For years, David Leite's culinary musings have entertained fans. His award-wining site, Leite's Culinaria, which he founded in 1999, won the first James Beard Award for a website in 2006 and then again in 2007. It covers all things food-related with Leite's characteristic expertise and humor. He's also been published in the New York Times, Bon Appétit, and Saveur.
The author is coming to Books & Books in Coral Gables to discuss his new memoir, Notes on a Banana: A Memoir of Food, Love, and Manic Depression, which explores Leite's journey of self-acceptance, from struggling with mental illness, which was not formally diagnosed until his late 30s, to coming out as gay, to embracing his Portuguese roots. "I looked back on my life and thought, There was a lot of humor and a lot of crazy weird things that happened to me."
Food has played a key role in Leite's life. At an early age, he watched Julia Child on TV to help drone out all the negative thoughts in his mind.
"Watching Julia for that half-hour helped me lose myself — it was just a break. If you can imagine a jackhammer outside your door, day in and day out, 24 hours a day, and then it stops for a half-hour, that is what that was like."

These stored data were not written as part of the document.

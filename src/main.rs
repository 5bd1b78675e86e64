use std::path::PathBuf;
use std::sync::Arc;

use anyhow::bail;
use clap::{Parser, Subcommand};
use tracing::info;
use tracing_subscriber::EnvFilter;

use labtime::cli::{
    AdminCommands, AuthCommands, WeekendCommands, run_auth_login, run_auth_logout, run_block,
    run_book, run_info, run_init, run_labs, run_release, run_timetable, run_weekend_default,
    run_weekend_override, run_weekend_show,
};
use labtime::config::ServerConfig;
use labtime::server::{AppState, create_router};
use labtime::store::{SqliteStore, Store};

#[derive(Parser)]
#[command(name = "labtime")]
#[command(about = "Lab timetable and booking server", long_about = None)]
struct Cli {
    #[command(subcommand)]
    command: Commands,
}

#[derive(Subcommand)]
enum Commands {
    /// Administrative commands
    Admin {
        #[command(subcommand)]
        command: AdminCommands,
    },

    /// Log in to or out of a server
    Auth {
        #[command(subcommand)]
        command: AuthCommands,
    },

    /// Start the server
    Serve {
        /// TOML config file; flags override its values
        #[arg(long, short)]
        config: Option<PathBuf>,

        /// Host to bind to
        #[arg(long)]
        host: Option<String>,

        /// Port to bind to
        #[arg(long, short)]
        port: Option<u16>,

        /// Data directory for the database
        #[arg(long)]
        data_dir: Option<PathBuf>,
    },

    /// List labs
    Labs,

    /// Show a lab's timetable for the coming seven days
    Timetable {
        /// Lab id
        lab: i64,

        /// Output as JSON
        #[arg(long)]
        json: bool,
    },

    /// Book a free slot for a date
    Book {
        /// Slot id (shown as #id in the timetable)
        slot: i64,

        /// Date as YYYY-MM-DD
        date: String,

        /// What the slot is booked for
        #[arg(long)]
        class_info: Option<String>,
    },

    /// Release a booking
    Release {
        /// Slot id
        slot: i64,

        /// Date as YYYY-MM-DD
        date: String,
    },

    /// Mark a slot Regular or Free (admin)
    Block {
        /// Slot id
        slot: i64,

        /// Free or Regular
        #[arg(long)]
        status: String,

        /// Class shown on a Regular slot
        #[arg(long)]
        class_info: Option<String>,
    },

    /// Weekend defaults and overrides
    Weekend {
        #[command(subcommand)]
        command: WeekendCommands,
    },
}

async fn serve(
    config_file: Option<PathBuf>,
    host: Option<String>,
    port: Option<u16>,
    data_dir: Option<PathBuf>,
) -> anyhow::Result<()> {
    let mut config = match config_file {
        Some(path) => ServerConfig::from_file(path)?,
        None => ServerConfig::default(),
    };
    if let Some(host) = host {
        config.host = host;
    }
    if let Some(port) = port {
        config.port = port;
    }
    if let Some(data_dir) = data_dir {
        config.data_dir = data_dir;
    }

    let db_path = config.db_path();
    if !db_path.exists() {
        bail!("Server not initialized. Run 'labtime admin init' first to create the database.");
    }

    let store = SqliteStore::new(&db_path)?;
    store.initialize()?;
    if store.count_admins()? == 0 {
        bail!("No admin user found. Run 'labtime admin init' first.");
    }

    let state = Arc::new(AppState::new(
        Arc::new(store),
        Arc::new(mockable::DefaultClock),
        config.session_ttl_hours,
    ));

    let sweep = state.timetable.purge_expired()?;
    info!(
        "Startup sweep removed {} bookings and {} overrides",
        sweep.bookings, sweep.overrides
    );

    let app = create_router(state);
    let addr = config.socket_addr()?;

    info!("Starting server on {}", addr);

    let listener = tokio::net::TcpListener::bind(addr).await?;
    axum::serve(listener, app).await?;

    Ok(())
}

// Client commands use blocking reqwest, which must not run inside a runtime,
// so only `serve` gets one.
fn main() -> anyhow::Result<()> {
    tracing_subscriber::fmt()
        .with_env_filter(EnvFilter::from_default_env().add_directive("labtime=info".parse()?))
        .init();

    let cli = Cli::parse();

    match cli.command {
        Commands::Admin { command } => match command {
            AdminCommands::Init {
                data_dir,
                admin_password,
                labs,
                non_interactive,
            } => run_init(
                data_dir,
                admin_password,
                labs.unwrap_or(ServerConfig::default().seed_labs),
                non_interactive,
            )?,
            AdminCommands::Info { data_dir, json } => run_info(data_dir, json)?,
        },
        Commands::Auth { command } => match command {
            AuthCommands::Login {
                server,
                faculty_id,
                password,
                non_interactive,
            } => run_auth_login(server, faculty_id, password, non_interactive)?,
            AuthCommands::Logout => run_auth_logout()?,
        },
        Commands::Serve {
            config,
            host,
            port,
            data_dir,
        } => tokio::runtime::Runtime::new()?.block_on(serve(config, host, port, data_dir))?,
        Commands::Labs => run_labs()?,
        Commands::Timetable { lab, json } => run_timetable(lab, json)?,
        Commands::Book {
            slot,
            date,
            class_info,
        } => run_book(slot, date, class_info)?,
        Commands::Release { slot, date } => run_release(slot, date)?,
        Commands::Block {
            slot,
            status,
            class_info,
        } => run_block(slot, status, class_info)?,
        Commands::Weekend { command } => match command {
            WeekendCommands::Show { target } => run_weekend_show(target)?,
            WeekendCommands::Default { target, day, text } => {
                run_weekend_default(target, day, text)?
            }
            WeekendCommands::Override { lab, day, source } => {
                run_weekend_override(lab, day, source)?
            }
        },
    }

    Ok(())
}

As much as food was a comfort in his life, it was also something he shunned for almost a decade, until he met Alan, his longtime partner, known to Leite's millions of online readers as "The One," who loves to cook and, more important, loves to dine. It was tasting the raw cake batter from one of Alan's creations that returned Leite to the world of food. "Something came back to me with the smell and the taste." That something was a memory of helping his grandmother bake a cake. "Once I had that memory, I started doing my own cooking and getting involved in food."
The involvement, as he relays in the book, included returning to his family roots in the Azores, where he met relatives living in his father's old house. After moving the family's stove and a heavy sheet of metal behind it, he discovered the wall oven that his father had talked about for years, still there, with ashes inside.

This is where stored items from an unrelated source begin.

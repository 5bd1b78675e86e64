//! Slot resolution: turns the weekly template, bookings and weekend rules into
//! the effective timetable, and guards every write against the same rules.

mod calendar;
mod guard;
mod resolver;
mod weekend;

pub use calendar::WeekDates;
pub use guard::OverrideUpdate;
pub use resolver::SlotView;
pub use weekend::{GlobalWeekendDefaults, WeekendDayConfig, WeekendResolution, WeekendRule};

use std::sync::Arc;

use chrono::NaiveDate;
use mockable::Clock;

use crate::error::Result;
use crate::store::Store;

/// Counts of rows removed by an expiry sweep.
#[derive(Debug, Default, Clone, Copy, PartialEq, Eq)]
pub struct ExpirySweep {
    pub bookings: usize,
    pub overrides: usize,
}

#[derive(Clone)]
pub struct TimetableService {
    store: Arc<dyn Store>,
    clock: Arc<dyn Clock>,
}

impl TimetableService {
    pub fn new(store: Arc<dyn Store>, clock: Arc<dyn Clock>) -> Self {
        Self { store, clock }
    }

    /// Today's date in server local time. Callers read it once per operation
    /// and pass it down so that a single request never straddles midnight.
    #[must_use]
    pub fn today(&self) -> NaiveDate {
        self.clock.local().date_naive()
    }

    #[must_use]
    pub fn week(&self) -> WeekDates {
        WeekDates::starting(self.today())
    }

    /// Deletes bookings dated before today and weekend overrides whose
    /// target date has passed.
    pub fn purge_expired(&self) -> Result<ExpirySweep> {
        self.purge_expired_at(self.today())
    }

    fn purge_expired_at(&self, today: NaiveDate) -> Result<ExpirySweep> {
        let sweep = ExpirySweep {
            bookings: self.store.delete_bookings_before(today)?,
            overrides: self.store.delete_overrides_before(today)?,
        };
        if sweep != ExpirySweep::default() {
            tracing::info!(
                "Expired {} past bookings and {} stale weekend overrides",
                sweep.bookings,
                sweep.overrides
            );
        }
        Ok(sweep)
    }
}

#[cfg(test)]
pub(crate) mod testing {
    use std::sync::{Arc, Mutex};

    use chrono::{DateTime, Local, NaiveDate, TimeZone, Utc};
    use mockable::Clock;
    use tempfile::TempDir;

    use super::TimetableService;
    use crate::store::{SqliteStore, Store};

    /// Clock pinned to noon of a settable local date.
    pub struct FixedClock {
        today: Mutex<NaiveDate>,
    }

    impl FixedClock {
        pub fn new(today: NaiveDate) -> Self {
            Self {
                today: Mutex::new(today),
            }
        }

        pub fn set_today(&self, today: NaiveDate) {
            *self.today.lock().unwrap() = today;
        }
    }

    impl Clock for FixedClock {
        fn local(&self) -> DateTime<Local> {
            let noon = self.today.lock().unwrap().and_hms_opt(12, 0, 0).unwrap();
            Local.from_local_datetime(&noon).earliest().unwrap()
        }

        fn utc(&self) -> DateTime<Utc> {
            self.local().with_timezone(&Utc)
        }
    }

    pub struct Fixture {
        pub _temp: TempDir,
        pub store: Arc<SqliteStore>,
        pub clock: Arc<FixedClock>,
        pub service: TimetableService,
    }

    pub fn date(y: i32, m: u32, d: u32) -> NaiveDate {
        NaiveDate::from_ymd_opt(y, m, d).unwrap()
    }

    pub fn fixture(today: NaiveDate) -> Fixture {
        let temp = TempDir::new().unwrap();
        let store = Arc::new(SqliteStore::new(temp.path().join("test.db")).unwrap());
        store.initialize().unwrap();
        let clock = Arc::new(FixedClock::new(today));
        let service = TimetableService::new(store.clone(), clock.clone());
        Fixture {
            _temp: temp,
            store,
            clock,
            service,
        }
    }
}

"I just broke down crying because I realized from there that all this stuff came from — who my father was, who the family was — and I suddenly felt connected for the first time to my heritage."
Leite talks about how brave his parents were to leave the Old World in search of a better life. In that same vein, his memoir exposes his astonishingly courageous and honest struggle with identity, love, and mental illness.

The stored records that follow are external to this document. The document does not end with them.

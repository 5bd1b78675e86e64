mod schema;
mod sqlite;

pub use sqlite::SqliteStore;

use chrono::NaiveDate;

use crate::error::Result;
use crate::types::*;

/// Store defines the database interface.
///
/// Every lookup is an exact match on an entity's natural key. Mutations that
/// touch more than one row run in a single transaction.
pub trait Store: Send + Sync {
    fn initialize(&self) -> Result<()>;

    // User operations
    fn create_user(
        &self,
        name: &str,
        faculty_id: &str,
        password_hash: &str,
        is_admin: bool,
    ) -> Result<User>;
    fn get_user(&self, id: i64) -> Result<Option<User>>;
    fn get_user_by_faculty_id(&self, faculty_id: &str) -> Result<Option<User>>;
    fn list_users(&self) -> Result<Vec<User>>;
    fn update_user(&self, user: &User) -> Result<()>;
    fn delete_user(&self, id: i64) -> Result<bool>;
    fn count_admins(&self) -> Result<i64>;

    // Token operations
    fn create_token(&self, token: &Token) -> Result<()>;
    fn get_token_by_lookup(&self, lookup: &str) -> Result<Option<Token>>;
    fn delete_token(&self, id: &str) -> Result<bool>;
    fn update_token_last_used(&self, id: &str) -> Result<()>;

    // Lab operations
    /// Creates the lab together with its full Free weekly template.
    fn create_lab(&self, name: &str) -> Result<Lab>;
    fn get_lab(&self, id: i64) -> Result<Option<Lab>>;
    fn list_labs(&self) -> Result<Vec<Lab>>;
    fn rename_lab(&self, id: i64, name: &str) -> Result<()>;
    fn delete_lab(&self, id: i64) -> Result<bool>;
    fn count_labs(&self) -> Result<i64>;

    // Template slot operations
    fn get_slot(&self, id: i64) -> Result<Option<TemplateSlot>>;
    fn get_slot_at(&self, lab_id: i64, day: Day, period: u8) -> Result<Option<TemplateSlot>>;
    fn list_lab_slots(&self, lab_id: i64) -> Result<Vec<TemplateSlot>>;
    /// Sets a slot's stored status. With `evict_from`, bookings of the slot on
    /// or after that date are deleted in the same transaction. Returns the
    /// number of evicted bookings.
    fn set_slot_status(
        &self,
        slot_id: i64,
        status: SlotStatus,
        class_info: Option<&str>,
        evict_from: Option<NaiveDate>,
    ) -> Result<usize>;

    // Booking operations
    fn create_booking(
        &self,
        slot_id: i64,
        date: NaiveDate,
        faculty_id: i64,
        class_info: Option<&str>,
    ) -> Result<Booking>;
    fn get_booking(&self, slot_id: i64, date: NaiveDate) -> Result<Option<Booking>>;
    /// Bookings of a lab's slots dated within `[from, to]`. Rows with a
    /// corrupt date are skipped.
    fn list_lab_bookings(&self, lab_id: i64, from: NaiveDate, to: NaiveDate)
    -> Result<Vec<Booking>>;
    fn delete_booking(&self, id: i64) -> Result<bool>;
    fn delete_bookings_before(&self, date: NaiveDate) -> Result<usize>;
    fn count_bookings(&self) -> Result<i64>;

    // Weekend default operations
    fn get_weekend_default(&self, scope: DefaultScope, day: Day) -> Result<Option<WeekendDefault>>;
    fn upsert_weekend_default(
        &self,
        scope: DefaultScope,
        day: Day,
        text: Option<&str>,
    ) -> Result<WeekendDefault>;

    // Weekend override operations
    fn get_weekend_override(
        &self,
        lab_id: i64,
        day: Day,
        target_date: NaiveDate,
    ) -> Result<Option<WeekendOverride>>;
    fn upsert_weekend_override(
        &self,
        lab_id: i64,
        day: Day,
        target_date: NaiveDate,
        source_day: Day,
        created_by: Option<i64>,
    ) -> Result<WeekendOverride>;
    fn delete_weekend_override(&self, lab_id: i64, day: Day, target_date: NaiveDate)
    -> Result<bool>;
    fn delete_overrides_before(&self, date: NaiveDate) -> Result<usize>;
}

"I wanted the book to kind of mimic the illness, where it's this up and happy and funny and everything is great and then plummeting down to these crushing black depressions."
The title, Notes on a Banana, has several meanings: First and foremost, it refers to the nicknames "Banana" and "Banana Head" that his mother gave him early on. She would also send him to school with a banana with a hand-scribbled note on the peel. And then there's the meaning that David can't help but point out.
"Banana, obviously, is food, but also the fact that 'notes on a banana' can mean notes on a crazy person," he says. "People call people who have mental illness 'bananas.'"
8 p.m. Thursday, June 8, at Books & Books, 265 Aragon Ave., Coral Gables; 305-442-4408; booksandbooks.com.